Many of us have become familiar with the complex, sewn, and assembled collage paintings of Taylor Anton White. In recent years White’s practice has grown to include the immediacy of simply drawing directly onto the canvas, and recent exhibitions in South Korea and Germany have presented rambunctious drawing/paintings of cars and houses in all sorts of contorted positions. This exhibition marks yet another exciting turn in the artist’s work: depictions of humans on edge, crying out for attention and resolution.

Working extremely quickly with stark black oil stick on white painted canvas, in a purposely self-imposed state of compressed emotion and time, White engages in a performance of compulsively sketching dichotomized cartoon images of human expressions, recalling multiple exposures from photography or sequences of frames from gonzo animation design. This time-pressure causes errors – but there are no erasures, no corrections. And our brain tries to parse and understand the complicated faces depicted in the work, but there is a mind-bending moment: Are we witnessing states of simultaneous meltdown and ecstasy? Crisis and bliss? And, White asks, are these lived polarities a normal part of everyday existence on this planet, a continuation of timeless uncertainties? Or are we on the cusp of some monumental, reconciliatory transition?
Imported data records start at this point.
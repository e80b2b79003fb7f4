//! # Retry Policy
//!
//! Bounded retry for database reads and writes.
//!
//! ## Flow
//! ```text
//! ┌─────────────────────────────────────────────────────────────────────────┐
//! │                        Retry Decision                                   │
//! │                                                                         │
//! │  attempt ──► Ok ───────────────────────────────► return value          │
//! │     │                                                                   │
//! │     ├── Err, transient, attempts left ──► wait delay ──► attempt again │
//! │     │      (busy database, pool exhausted, dropped connection)         │
//! │     │                                                                   │
//! │     ├── Err, transient, attempts spent ──► return error                │
//! │     │                                                                   │
//! │     └── Err, permanent ──────────────────► return error immediately    │
//! │            (not found, constraint violation, bad SQL)                  │
//! └─────────────────────────────────────────────────────────────────────────┘
//! ```
//!
//! Only failures where a second attempt can plausibly succeed are retried;
//! the split lives in [`caja_db::DbError::is_transient`]. A foreign-key
//! violation fails the same way every time, so repeating it would only delay
//! the 4xx the client needs to see.

use std::future::Future;
use std::time::Duration;

use caja_db::DbResult;

/// Retry policy applied around repository calls.
///
/// Cheap to clone; carried inside the shared application state.
#[derive(Debug, Clone)]
pub struct RetryPolicy {
    max_attempts: u32,
    delay: Duration,
}

impl RetryPolicy {
    /// Creates a policy with the given attempt ceiling and inter-attempt delay.
    pub fn new(max_attempts: u32, delay: Duration) -> Self {
        Self {
            // Zero attempts would skip the operation entirely
            max_attempts: max_attempts.max(1),
            delay,
        }
    }

    /// Runs `f`, retrying transient failures up to the attempt ceiling.
    ///
    /// ## Returns
    /// The first `Ok`, or the error from the final attempt. Permanent errors
    /// are returned from whichever attempt produced them with no further
    /// tries.
    pub async fn run<T, F, Fut>(&self, operation: &str, f: F) -> DbResult<T>
    where
        F: Fn() -> Fut,
        Fut: Future<Output = DbResult<T>>,
    {
        let mut attempt: u32 = 1;

        loop {
            match f().await {
                Ok(value) => {
                    if attempt > 1 {
                        tracing::info!(operation, attempt, "operation recovered after retry");
                    }
                    return Ok(value);
                }

                Err(err) if err.is_transient() && attempt < self.max_attempts => {
                    tracing::warn!(
                        operation,
                        attempt,
                        max_attempts = self.max_attempts,
                        error = %err,
                        "transient database failure, retrying"
                    );
                    attempt += 1;
                    tokio::time::sleep(self.delay).await;
                }

                Err(err) => {
                    if err.is_transient() {
                        tracing::error!(
                            operation,
                            attempts = self.max_attempts,
                            error = %err,
                            "transient failure persisted through all attempts"
                        );
                    } else {
                        tracing::debug!(operation, error = %err, "permanent failure, not retrying");
                    }
                    return Err(err);
                }
            }
        }
    }
}

// =============================================================================
// Unit Tests
// =============================================================================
Are we at the edge of a cliff, headed for apocalypse; or are we about to soar upward into transcendence? Does it even matter, or is it all just laughably absurd?

Taylor Anton White's work gives form to fleeting memories and the dormant mania crawling beneath the carpet of the western home. These images recount crisis and triumph, momentum and confinement, lust and low-altitude bombing. Finding stillness in the recording of arguments within the process of painting and drawing, He returns to his childhood freezer filled with popsicles and secret passageways.